The digging was recorded by a film crew along with director Zak Penn, who is working on a documentary of the North American Video Game Crash of 1983. Penn is the writer of The Avengers and X-Men 2. Gamers and self-described geeks gathered to watch the crew dig, unfortunately the gathering dust and smell of trash in the air had most observers leaving long before the find.
The discovery proves true an issue that has for 30 years been an urban legend. As was commonly told, after the colossal failure of Atari’s game “E.T the Extra-Terrestrial”, the company proceeded to bury all copies in the desert, being referred to as the “Atari Grave”.
After the games turned up, a variety of other Atari products were surfaced. This had the few remaining observers not only playing old Atari games, but taking pictures alongside a life-size E.T doll inside a DeLorean car like the one used in the Back to the Future movies, reports USA Today.

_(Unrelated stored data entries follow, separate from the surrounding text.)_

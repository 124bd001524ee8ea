//! Fixed-width binary framing for the onion-routing connect protocol.
//!
//! Every message here has a known size up front, so none of them carry a
//! length prefix: the reader always knows exactly how many bytes to pull off
//! the wire next. This mirrors the `ActOne`/`ActTwo`/`ActThree` framing style
//! used by handshake codecs elsewhere in this stack, just applied to the
//! connect-request / crypto-record / target-header messages instead of a
//! Noise handshake.

use byteorder::{BigEndian, ReadBytesExt, WriteBytesExt};
use std::io::{self, Read, Write};

use thiserror::Error;

#[derive(Debug, Error)]
pub enum WireError {
    #[error("io error: {0}")]
    Io(#[from] io::Error),
    #[error("hotness {hotness} exceeds level {level}")]
    HotnessExceedsLevel { hotness: u8, level: u8 },
    #[error("target address length {0} is not 4 or 16")]
    BadAddrLen(u8),
    #[error("status byte {0:#04x} is neither 0x00 nor 0xff")]
    BadStatus(u8),
}

/// Width in bytes of a single group element in the chosen ECDH group
/// (X25519, see DESIGN.md Open Question i).
pub const GROUP_ELEMENT_SIZE: usize = 32;

/// `u8 hotness || u8 level`. `hotness` is the 1-indexed position of the relay
/// processing this request; `level` is the chain length fixed by the
/// originator. The invariant `hotness <= level` is checked in `read`.
#[derive(Debug, Clone, Copy, Eq, PartialEq)]
pub struct ConnectRequest {
    pub hotness: u8,
    pub level: u8,
}

impl ConnectRequest {
    pub const SIZE: usize = 2;

    pub fn originate(level: u8) -> Self {
        ConnectRequest { hotness: 1, level }
    }

    /// `true` once this request has reached the last hop and must be
    /// terminated with a real TCP connect rather than forwarded.
    pub fn is_exit(&self) -> bool {
        self.hotness == self.level
    }

    /// Returns the header as it should be forwarded to the next hop, with
    /// `hotness` incremented by exactly one.
    pub fn advance(&self) -> Self {
        ConnectRequest { hotness: self.hotness + 1, level: self.level }
    }

    pub fn read<R: Read>(r: &mut R) -> Result<Self, WireError> {
        let hotness = r.read_u8()?;
        let level = r.read_u8()?;
        if hotness > level {
            return Err(WireError::HotnessExceedsLevel { hotness, level });
        }
        Ok(ConnectRequest { hotness, level })
    }

    pub fn write<W: Write>(&self, w: &mut W) -> Result<(), WireError> {
        w.write_u8(self.hotness)?;
        w.write_u8(self.level)?;
        Ok(())
    }
}

/// Three parallel group elements exchanged during one pass of the scrambling
/// handshake. Slot 0 carries the client-facing DH, slot 1 the server-facing
/// DH, slot 2 an end-to-end share that intermediates only re-blind.
#[derive(Clone, Copy, Eq, PartialEq)]
pub struct CryptoRecord {
    pub slots: [[u8; GROUP_ELEMENT_SIZE]; 3],
}

impl std::fmt::Debug for CryptoRecord {
    fn fmt(&self, f: &mut std::fmt::Formatter<'_>) -> std::fmt::Result {
        f.debug_struct("CryptoRecord")
            .field("slots", &self.slots.map(hex::encode))
            .finish()
    }
}

impl CryptoRecord {
    pub const SIZE: usize = GROUP_ELEMENT_SIZE * 3;

    pub fn zero() -> Self {
        CryptoRecord { slots: [[0u8; GROUP_ELEMENT_SIZE]; 3] }
    }

    pub fn read<R: Read>(r: &mut R) -> Result<Self, WireError> {
        let mut rec = Self::zero();
        for slot in rec.slots.iter_mut() {
            r.read_exact(slot)?;
        }
        Ok(rec)
    }

    pub fn write<W: Write>(&self, w: &mut W) -> Result<(), WireError> {
        for slot in &self.slots {
            w.write_all(slot)?;
        }
        Ok(())
    }
}

/// `u16 port || u8 addr_len || [16]u8 addr`, sent by the originator through
/// the fully established encrypted channel to name the exit's TCP target.
#[derive(Debug, Clone, Copy, Eq, PartialEq)]
pub struct TargetHeader {
    pub port: u16,
    pub addr_len: u8,
    pub addr: [u8; 16],
}

impl TargetHeader {
    pub const SIZE: usize = 2 + 1 + 16;

    pub fn from_socket_addr(addr: std::net::SocketAddr) -> Self {
        let mut buf = [0u8; 16];
        let addr_len = match addr.ip() {
            std::net::IpAddr::V4(v4) => {
                buf[..4].copy_from_slice(&v4.octets());
                4
            }
            std::net::IpAddr::V6(v6) => {
                buf.copy_from_slice(&v6.octets());
                16
            }
        };
        TargetHeader { port: addr.port(), addr_len, addr: buf }
    }

    pub fn ip(&self) -> Result<std::net::IpAddr, WireError> {
        match self.addr_len {
            4 => {
                let mut octets = [0u8; 4];
                octets.copy_from_slice(&self.addr[..4]);
                Ok(std::net::IpAddr::from(octets))
            }
            16 => Ok(std::net::IpAddr::from(self.addr)),
            other => Err(WireError::BadAddrLen(other)),
        }
    }

    pub fn socket_addr(&self) -> Result<std::net::SocketAddr, WireError> {
        Ok(std::net::SocketAddr::new(self.ip()?, self.port))
    }

    pub fn read<R: Read>(r: &mut R) -> Result<Self, WireError> {
        let port = r.read_u16::<BigEndian>()?;
        let addr_len = r.read_u8()?;
        let mut addr = [0u8; 16];
        r.read_exact(&mut addr)?;
        Ok(TargetHeader { port, addr_len, addr })
    }

    pub fn write<W: Write>(&self, w: &mut W) -> Result<(), WireError> {
        w.write_u16::<BigEndian>(self.port)?;
        w.write_u8(self.addr_len)?;
        w.write_all(&self.addr)?;
        Ok(())
    }
}

/// Exit-to-originator single byte after receiving a `TargetHeader`.
#[derive(Debug, Clone, Copy, Eq, PartialEq)]
pub enum StatusByte {
    Ok,
    Fail,
}

impl StatusByte {
    const OK: u8 = 0x00;
    const FAIL: u8 = 0xff;

    pub fn read<R: Read>(r: &mut R) -> Result<Self, WireError> {
        match r.read_u8()? {
            Self::OK => Ok(StatusByte::Ok),
            Self::FAIL => Ok(StatusByte::Fail),
            other => Err(WireError::BadStatus(other)),
        }
    }

    pub fn write<W: Write>(&self, w: &mut W) -> Result<(), WireError> {
        let byte = match self {
            StatusByte::Ok => Self::OK,
            StatusByte::Fail => Self::FAIL,
        };
        w.write_u8(byte)?;
        Ok(())
    }
}

/// `u8 len || [16]u8 ip` response to the overlay-resolve request.
/// `len == 0` is NXDOMAIN, `len == 200` is a network error, `len in {4,16}`
/// carries the resolved address in the following bytes.
#[derive(Debug, Clone, Copy, Eq, PartialEq)]
pub enum ResolveResponse {
    NotFound,
    NetworkError,
    Found(std::net::IpAddr),
}

impl ResolveResponse {
    const NXDOMAIN: u8 = 0;
    const NETWORK_ERROR: u8 = 200;

    pub fn read<R: Read>(r: &mut R) -> Result<Self, WireError> {
        let len = r.read_u8()?;
        let mut buf = [0u8; 16];
        r.read_exact(&mut buf)?;
        match len {
            Self::NXDOMAIN => Ok(ResolveResponse::NotFound),
            Self::NETWORK_ERROR => Ok(ResolveResponse::NetworkError),
            4 => {
                let mut octets = [0u8; 4];
                octets.copy_from_slice(&buf[..4]);
                Ok(ResolveResponse::Found(std::net::IpAddr::from(octets)))
            }
            16 => Ok(ResolveResponse::Found(std::net::IpAddr::from(buf))),
            other => Err(WireError::BadAddrLen(other)),
        }
    }

    pub fn write<W: Write>(&self, w: &mut W) -> Result<(), WireError> {
        let mut buf = [0u8; 16];
        let len: u8 = match self {
            ResolveResponse::NotFound => Self::NXDOMAIN,
            ResolveResponse::NetworkError => Self::NETWORK_ERROR,
            ResolveResponse::Found(std::net::IpAddr::V4(v4)) => {
                buf[..4].copy_from_slice(&v4.octets());
                4
            }
            ResolveResponse::Found(std::net::IpAddr::V6(v6)) => {
                buf.copy_from_slice(&v6.octets());
                16
            }
        };
        w.write_u8(len)?;
        w.write_all(&buf)?;
        Ok(())
    }
}

/// `u8 len || [u8; len]` hostname, sent by the originator over the already
/// established encrypted duplex on a resolve circuit, symmetric to how
/// `TargetHeader` is sent on a connect circuit. The distilled protocol only
/// specifies the exit's `ResolveResponse`; this is the matching request the
/// exit must read before it can produce one.
#[derive(Debug, Clone, Eq, PartialEq)]
pub struct HostnameQuery {
    pub name: String,
}

impl HostnameQuery {
    pub const MAX_LEN: usize = 255;

    pub fn read<R: Read>(r: &mut R) -> Result<Self, WireError> {
        let len = r.read_u8()? as usize;
        let mut buf = vec![0u8; len];
        r.read_exact(&mut buf)?;
        let name = String::from_utf8(buf).map_err(|e| WireError::Io(io::Error::new(io::ErrorKind::InvalidData, e)))?;
        Ok(HostnameQuery { name })
    }

    pub fn write<W: Write>(&self, w: &mut W) -> Result<(), WireError> {
        let bytes = self.name.as_bytes();
        let len = bytes.len().min(Self::MAX_LEN) as u8;
        w.write_u8(len)?;
        w.write_all(&bytes[..len as usize])?;
        Ok(())
    }
}

/// Minimal hex encoding so `CryptoRecord`'s `Debug` impl doesn't pull in a
/// dependency for sixteen lines of logging convenience.
mod hex {
    pub fn encode(bytes: impl AsRef<[u8]>) -> String {
        use std::fmt::Write;
        let mut s = String::new();
        for b in bytes.as_ref() {
            let _ = write!(s, "{:02x}", b);
        }
        s
    }
}

#[cfg(test)]
mod tests {
    use super::*;

    #[test]
    fn connect_request_round_trip() {
        let req = ConnectRequest { hotness: 2, level: 3 };
        let mut buf = Vec::new();
        req.write(&mut buf).unwrap();
        assert_eq!(buf.len(), ConnectRequest::SIZE);
        let back = ConnectRequest::read(&mut &buf[..]).unwrap();
        assert_eq!(req, back);
    }

    #[test]
    fn connect_request_rejects_hotness_above_level() {
        let mut buf = Vec::new();
        buf.push(4u8); // hotness
        buf.push(3u8); // level
        let err = ConnectRequest::read(&mut &buf[..]).unwrap_err();
        assert!(matches!(err, WireError::HotnessExceedsLevel { hotness: 4, level: 3 }));
    }

    #[test]
    fn connect_request_advance_increments_by_one() {
        let req = ConnectRequest::originate(3);
        assert_eq!(req.hotness, 1);
        let next = req.advance();
        assert_eq!(next.hotness, 2);
        assert_eq!(next.level, 3);
        assert!(!next.is_exit());
        assert!(next.advance().is_exit());
    }

    #[test]
    fn crypto_record_round_trip() {
        let mut rec = CryptoRecord::zero();
        for (i, slot) in rec.slots.iter_mut().enumerate() {
            slot[0] = i as u8 + 1;
        }
        let mut buf = Vec::new();
        rec.write(&mut buf).unwrap();
        assert_eq!(buf.len(), CryptoRecord::SIZE);
        let back = CryptoRecord::read(&mut &buf[..]).unwrap();
        assert_eq!(rec, back);
    }

    #[test]
    fn target_header_v4_round_trip() {
        let addr: std::net::SocketAddr = "127.0.0.1:7".parse().unwrap();
        let hdr = TargetHeader::from_socket_addr(addr);
        let mut buf = Vec::new();
        hdr.write(&mut buf).unwrap();
        assert_eq!(buf.len(), TargetHeader::SIZE);
        let back = TargetHeader::read(&mut &buf[..]).unwrap();
        assert_eq!(hdr, back);
        assert_eq!(back.socket_addr().unwrap(), addr);
    }

    #[test]
    fn target_header_rejects_bad_addr_len() {
        let hdr = TargetHeader { port: 80, addr_len: 7, addr: [0; 16] };
        assert!(matches!(hdr.ip(), Err(WireError::BadAddrLen(7))));
    }

    #[test]
    fn status_byte_round_trip() {
        for status in [StatusByte::Ok, StatusByte::Fail] {
            let mut buf = Vec::new();
            status.write(&mut buf).unwrap();
            assert_eq!(StatusByte::read(&mut &buf[..]).unwrap(), status);
        }
    }

    #[test]
    fn status_byte_rejects_unknown_value() {
        let mut buf = vec![0x42u8];
        assert!(matches!(StatusByte::read(&mut &buf[..]), Err(WireError::BadStatus(0x42))));
        buf.clear();
    }

    #[test]
    fn hostname_query_round_trip() {
        let query = HostnameQuery { name: "localhost".to_string() };
        let mut buf = Vec::new();
        query.write(&mut buf).unwrap();
        assert_eq!(buf.len(), 1 + "localhost".len());
        assert_eq!(HostnameQuery::read(&mut &buf[..]).unwrap(), query);
    }

    #[test]
    fn resolve_response_round_trip() {
        let cases = [
            ResolveResponse::NotFound,
            ResolveResponse::NetworkError,
            ResolveResponse::Found("127.0.0.1".parse().unwrap()),
            ResolveResponse::Found("::1".parse().unwrap()),
        ];
        for case in cases {
            let mut buf = Vec::new();
            case.write(&mut buf).unwrap();
            assert_eq!(buf.len(), 1 + 16);
            assert_eq!(ResolveResponse::read(&mut &buf[..]).unwrap(), case);
        }
    }
}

Atari accounted for 80% of the video game market in the early 1980’s, reports The Guardian. The E.T game was the first to be based on a movie, and not a popular arcade game. Atari paid $22 million for the rights from Spielberg and Universal Studios. The game is considered to be one of the worst games ever. The goal of the game was to gather pieces to create a device E.T could use to “phone home”. The games downfall was the fact that E.Y would constantly fall into traps that were almost impossible to get out of, and would appear constantly and without any warnings. Designer Howard Scott Warshaw (who believed the grave to be an Urban Legend) doesn’t mind that people consider his game to be one of the worsts, as he sees it as an honor that his game still stirs talk and controversy. He does however defend himself, stating that due to issues securing the rights and Christmas production close at hand, he had only five weeks to design, write, and test the game.